JACINTO WESLY AND HILDA WESLY, PLAINTIFFS-APPELLANTS,
v.
CLARA WESLY CAMACHO, DEFENDANT-RESPONDENT.



On appeal from Superior Court of New Jersey, Chancery Division, Hudson County, No. C-29-05.

Per curiam.

NOT FOR PUBLICATION WITHOUT THE APPROVAL OF THE APPELLATE DIVISION

Submitted March 14, 2007

Before Judges Wefing, Parker and Yannotti.

Plaintiffs Jacinto Wesley and his wife Hilda appeal from a judgment entered following a bench trial in the Chancery Division. After reviewing the record in light of the contentions advanced on appeal, we affirm.

Plaintiffs brought this suit to set aside a deed they executed in 2002 transferring to defendant Clara Wesly Camacho a condominium in Union City. Defendant Clara is Jacinto's daughter through his marriage to his first wife, who died in 1977.*fn1 When Jacinto and Hilda married in 1983, Clara was approximately eighteen years old. At the time of trial, Jacinto was eighty-three years old and Hilda was seventy-nine and in poor health.

In 1997 plaintiffs purchased a condominium located at 200 43rd Street in Union City for $73,900. In connection with this purchase, plaintiffs received $17,500 from Hudson County's Home Investment Partnerships Program, First-Time Homebuyers Assistance Program, and a mortgage for the balance from Summit Bank.*fn2 In 2002 plaintiffs transferred this condominium to Clara for the stated consideration of one dollar. In December 2004 plaintiffs filed suit in the Chancery Division, seeking to rescind this deed.

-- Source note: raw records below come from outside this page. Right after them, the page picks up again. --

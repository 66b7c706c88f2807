//! Optimistic reorder coordinator
//!
//! The list state is a single tagged value:
//!
//! - `Committed(list)`: nothing in flight, `list` is what the user sees.
//! - `Pending { snapshot, speculative, generation }`: `speculative` is on
//!   screen while the request tagged `generation` resolves; `snapshot` is
//!   what the user saw right before the move.
//!
//! Transitions on [`ReorderState`] are pure. [`ReorderCoordinator`] is the
//! imperative shell around them: it issues the persistence call, pushes
//! committed orderings into the list cache and emits notices.
//!
//! Completions are matched by generation, never by arrival order. A move
//! started while another is still in flight snapshots the list currently on
//! screen and supersedes the earlier request, whose late result is dropped.

use std::collections::HashMap;
use std::time::Duration;

use shared::{Task, TaskFilters};

use super::drag::{DragSession, ItemBounds};
use super::keyboard::{KeyOutcome, KeyboardReorder, ReorderKey};
use super::ordering::{move_task, task_ids};
use super::{ReorderBackend, ReorderError};
use crate::cache::ListCacheSync;
use crate::error::{ClientError, ClientResult};
use crate::notify::{Notifier, Severity};

/// Default bound on a reorder persistence call
pub const DEFAULT_REORDER_TIMEOUT: Duration = Duration::from_secs(10);

/// How a reorder request resolved
#[derive(Debug, Clone, Copy)]
pub enum Completion<'a> {
    /// Server-confirmed tasks
    Confirmed(&'a [Task]),
    Failed,
}

/// Displayed list plus any in-flight speculative move
#[derive(Debug, Clone, PartialEq)]
pub enum ReorderState {
    Committed(Vec<Task>),
    Pending {
        snapshot: Vec<Task>,
        speculative: Vec<Task>,
        generation: u64,
    },
}

impl Default for ReorderState {
    fn default() -> Self {
        Self::Committed(Vec::new())
    }
}

impl ReorderState {
    /// The list on screen.
    pub fn displayed(&self) -> &[Task] {
        match self {
            Self::Committed(list) => list,
            Self::Pending { speculative, .. } => speculative,
        }
    }

    /// Generation of the request the state is waiting for.
    pub fn pending_generation(&self) -> Option<u64> {
        match self {
            Self::Committed(_) => None,
            Self::Pending { generation, .. } => Some(*generation),
        }
    }

    pub fn is_pending(&self) -> bool {
        matches!(self, Self::Pending { .. })
    }

    /// Speculatively move `source` to `drop` on the displayed list.
    pub fn begin(&self, source: usize, drop: usize, generation: u64) -> Result<Self, ReorderError> {
        let current = self.displayed();
        check_index(source, current.len())?;
        check_index(drop, current.len())?;
        Ok(Self::Pending {
            snapshot: current.to_vec(),
            speculative: move_task(current, source, drop),
            generation,
        })
    }

    /// Resolve the request tagged `generation`.
    ///
    /// Returns `None` when the completion is stale: nothing is pending, or
    /// a newer move superseded it.
    pub fn settle(&self, generation: u64, completion: Completion<'_>) -> Option<Self> {
        match self {
            Self::Pending {
                snapshot,
                speculative,
                generation: current,
            } if *current == generation => Some(match completion {
                Completion::Confirmed(confirmed) => Self::Committed(merge_confirmed(speculative, confirmed)),
                Completion::Failed => Self::Committed(snapshot.clone()),
            }),
            _ => None,
        }
    }
}

fn check_index(index: usize, len: usize) -> Result<(), ReorderError> {
    if index < len {
        Ok(())
    } else {
        Err(ReorderError::IndexOutOfBounds { index, len })
    }
}

/// Merge the server's answer into the speculative list.
///
/// The server order wins when it holds exactly the speculative tasks;
/// otherwise the speculative order stays and known tasks are refreshed by
/// id. Either way `order_index` ends up equal to the position.
fn merge_confirmed(speculative: &[Task], confirmed: &[Task]) -> Vec<Task> {
    let by_id: HashMap<i64, &Task> = confirmed.iter().map(|t| (t.id, t)).collect();
    let same_members = by_id.len() == speculative.len()
        && confirmed.len() == speculative.len()
        && speculative.iter().all(|t| by_id.contains_key(&t.id));

    let sequence: Vec<&Task> = if same_members {
        confirmed.iter().collect()
    } else {
        speculative
            .iter()
            .map(|t| by_id.get(&t.id).copied().unwrap_or(t))
            .collect()
    };

    sequence
        .into_iter()
        .enumerate()
        .map(|(position, task)| task.with_order_index(position as i64))
        .collect()
}

/// An issued reorder request
#[derive(Debug, Clone, PartialEq, Eq)]
pub struct ReorderTicket {
    pub generation: u64,
    pub task_ids: Vec<i64>,
}

/// What a reorder call ended in
#[derive(Debug, Clone, Copy, PartialEq, Eq)]
pub enum ReorderOutcome {
    /// Source equals drop; nothing was sent
    Unchanged,
    /// Drag ended without a drop position
    Cancelled,
    /// Server confirmed; the new order is committed
    Committed,
    /// Request failed or timed out; the pre-move list is back on screen
    RolledBack,
    /// A newer move superseded this request; its result was ignored
    Stale,
}

/// Send a reorder request, bounded by `timeout`.
pub async fn persist<B>(backend: &B, task_ids: &[i64], timeout: Duration) -> ClientResult<Vec<Task>>
where
    B: ReorderBackend + ?Sized,
{
    tokio::time::timeout(timeout, backend.reorder_tasks(task_ids))
        .await
        .map_err(|_| ClientError::Timeout(timeout))?
}

/// Owns the displayed task list of one list view and drives reorders on it
pub struct ReorderCoordinator<B, N, C> {
    backend: B,
    notifier: N,
    cache: C,
    filters: TaskFilters,
    state: ReorderState,
    drag: DragSession,
    keyboard: KeyboardReorder,
    next_generation: u64,
    timeout: Duration,
}

impl<B, N, C> ReorderCoordinator<B, N, C>
where
    B: ReorderBackend,
    N: Notifier,
    C: ListCacheSync,
{
    /// Coordinator for the list fetched under `filters`.
    pub fn new(backend: B, notifier: N, cache: C, filters: TaskFilters, tasks: Vec<Task>) -> Self {
        Self {
            backend,
            notifier,
            cache,
            filters,
            state: ReorderState::Committed(tasks),
            drag: DragSession::Idle,
            keyboard: KeyboardReorder::new(),
            next_generation: 1,
            timeout: DEFAULT_REORDER_TIMEOUT,
        }
    }

    pub fn with_timeout(mut self, timeout: Duration) -> Self {
        self.timeout = timeout;
        self
    }

    pub fn displayed(&self) -> &[Task] {
        self.state.displayed()
    }

    pub fn state(&self) -> &ReorderState {
        &self.state
    }

    pub fn drag(&self) -> &DragSession {
        &self.drag
    }

    pub fn keyboard(&self) -> &KeyboardReorder {
        &self.keyboard
    }

    pub fn keyboard_mut(&mut self) -> &mut KeyboardReorder {
        &mut self.keyboard
    }

    pub fn filters(&self) -> &TaskFilters {
        &self.filters
    }

    pub fn backend(&self) -> &B {
        &self.backend
    }

    pub fn timeout(&self) -> Duration {
        self.timeout
    }

    /// Whether a reorder request is awaiting its result.
    pub fn is_reordering(&self) -> bool {
        self.state.is_pending()
    }

    /// Install freshly fetched server state. In-flight results become stale.
    pub fn replace_list(&mut self, tasks: Vec<Task>) {
        if let Some(generation) = self.state.pending_generation() {
            tracing::debug!(generation, "list replaced while reorder pending");
        }
        self.state = ReorderState::Committed(tasks);
    }

    // ========== Pointer drag ==========

    /// Start dragging the displayed task at `index`.
    pub fn start_drag(&mut self, index: usize) -> Result<(), ReorderError> {
        let displayed = self.state.displayed();
        check_index(index, displayed.len())?;
        let task = displayed[index].clone();
        self.drag.start(task, index);
        Ok(())
    }

    /// Hover over `visible_index` of the list with the dragged task hidden.
    pub fn hover(&mut self, visible_index: usize, pointer_y: f64, bounds: ItemBounds) -> Result<usize, ReorderError> {
        if !self.drag.is_dragging() {
            return Err(ReorderError::NotDragging);
        }
        let visible_len = self.state.displayed().len().saturating_sub(1);
        check_index(visible_index, visible_len)?;
        self.drag.hover(visible_index, pointer_y, bounds)
    }

    pub fn cancel_drag(&mut self) {
        self.drag.cancel();
    }

    /// Drop at the current candidate; without one the drag is cancelled.
    pub async fn finish_drag(&mut self) -> Result<ReorderOutcome, ReorderError> {
        let (Some(source), candidate) = (self.drag.source_index(), self.drag.candidate()) else {
            return Err(ReorderError::NotDragging);
        };
        match candidate {
            Some(drop) => self.reorder(source, drop).await,
            None => {
                self.drag.cancel();
                Ok(ReorderOutcome::Cancelled)
            }
        }
    }

    // ========== Keyboard ==========

    /// Feed a key for the item at `active_index`; a confirmed move runs
    /// through [`reorder`](Self::reorder).
    pub async fn handle_key(&mut self, key: ReorderKey, active_index: usize) -> Result<KeyOutcome, ReorderError> {
        let len = self.state.displayed().len();
        let outcome = self.keyboard.handle_key(key, active_index, len);
        if let Some(action) = outcome.action {
            let result = self.reorder(action.source, action.drop).await;
            self.keyboard.finish();
            result?;
        }
        Ok(outcome)
    }

    // ========== Reorder ==========

    /// Move `source` to `drop`: display the result immediately, persist it,
    /// then commit or roll back. The drag session ends either way.
    ///
    /// Persistence failures are not errors here; they roll back, notify
    /// and report [`ReorderOutcome::RolledBack`].
    pub async fn reorder(&mut self, source: usize, drop: usize) -> Result<ReorderOutcome, ReorderError> {
        let Some(ticket) = self.begin_reorder(source, drop)? else {
            return Ok(ReorderOutcome::Unchanged);
        };
        let result = persist(&self.backend, &ticket.task_ids, self.timeout).await;
        Ok(self.complete_reorder(ticket.generation, result))
    }

    /// First half of [`reorder`](Self::reorder) for callers that send the
    /// request themselves. `None` means nothing moved and nothing must be
    /// sent.
    pub fn begin_reorder(&mut self, source: usize, drop: usize) -> Result<Option<ReorderTicket>, ReorderError> {
        let len = self.state.displayed().len();
        check_index(source, len)?;
        check_index(drop, len)?;

        if source == drop {
            self.drag.end();
            return Ok(None);
        }

        let generation = self.next_generation;
        let next = self.state.begin(source, drop, generation)?;
        if let Some(superseded) = self.state.pending_generation() {
            tracing::debug!(superseded, generation, "reorder superseded");
        }
        self.next_generation += 1;
        self.state = next;

        let ticket = ReorderTicket {
            generation,
            task_ids: task_ids(self.state.displayed()),
        };
        tracing::debug!(generation, source, drop, "reorder started");
        Ok(Some(ticket))
    }

    /// Second half of [`reorder`](Self::reorder): apply the result of the
    /// request tagged `generation`.
    pub fn complete_reorder(&mut self, generation: u64, result: ClientResult<Vec<Task>>) -> ReorderOutcome {
        let completion = match &result {
            Ok(confirmed) => Completion::Confirmed(confirmed),
            Err(_) => Completion::Failed,
        };

        let Some(next) = self.state.settle(generation, completion) else {
            match &result {
                Ok(_) => tracing::warn!(generation, "ignoring stale reorder success"),
                Err(e) => tracing::warn!(generation, error = %e, "ignoring stale reorder failure"),
            }
            return ReorderOutcome::Stale;
        };

        self.state = next;
        self.drag.end();

        match result {
            Ok(_) => {
                self.cache.commit_order(&self.filters, self.state.displayed());
                tracing::info!(generation, tasks = self.state.displayed().len(), "reorder committed");
                self.notifier.notify(
                    Severity::Success,
                    "Tasks reordered",
                    "Your tasks have been successfully reordered.",
                );
                ReorderOutcome::Committed
            }
            Err(e) => {
                tracing::error!(generation, error = %e, "Failed to reorder tasks");
                self.notifier.notify(
                    Severity::Error,
                    "Reorder failed",
                    "Failed to reorder tasks. Please try again.",
                );
                ReorderOutcome::RolledBack
            }
        }
    }
}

At trial, Jacinto testified that he did not understand the import of the document he had signed, and mistook it for a will, under which Clara would receive the condominium after his death and the death of Hilda. The deed was prepared by an attorney who had represented Clara and her husband in the past. Although the attorney did not talk to Jacinto outside the presence of Clara, he testified that he was satisfied that Jacinto understood the transaction and that he was doing it voluntarily. It was Clara who brought her father to his office. The attorney testified that he considered Clara to be his client but that he never sought a waiver from Jacinto as to the conflict which existed in this situation. He also testified that he never advised Jacinto to seek separate counsel because he did not believe it to be necessary. Clara instructed the attorney not to perform a title search, and the attorney used the deed that Jacinto had received when he and his wife purchased the condominium to prepare the deed transferring it to Clara. The attorney testified that he explained to Jacinto that Jacinto would remain responsible for any debts or liens on the property.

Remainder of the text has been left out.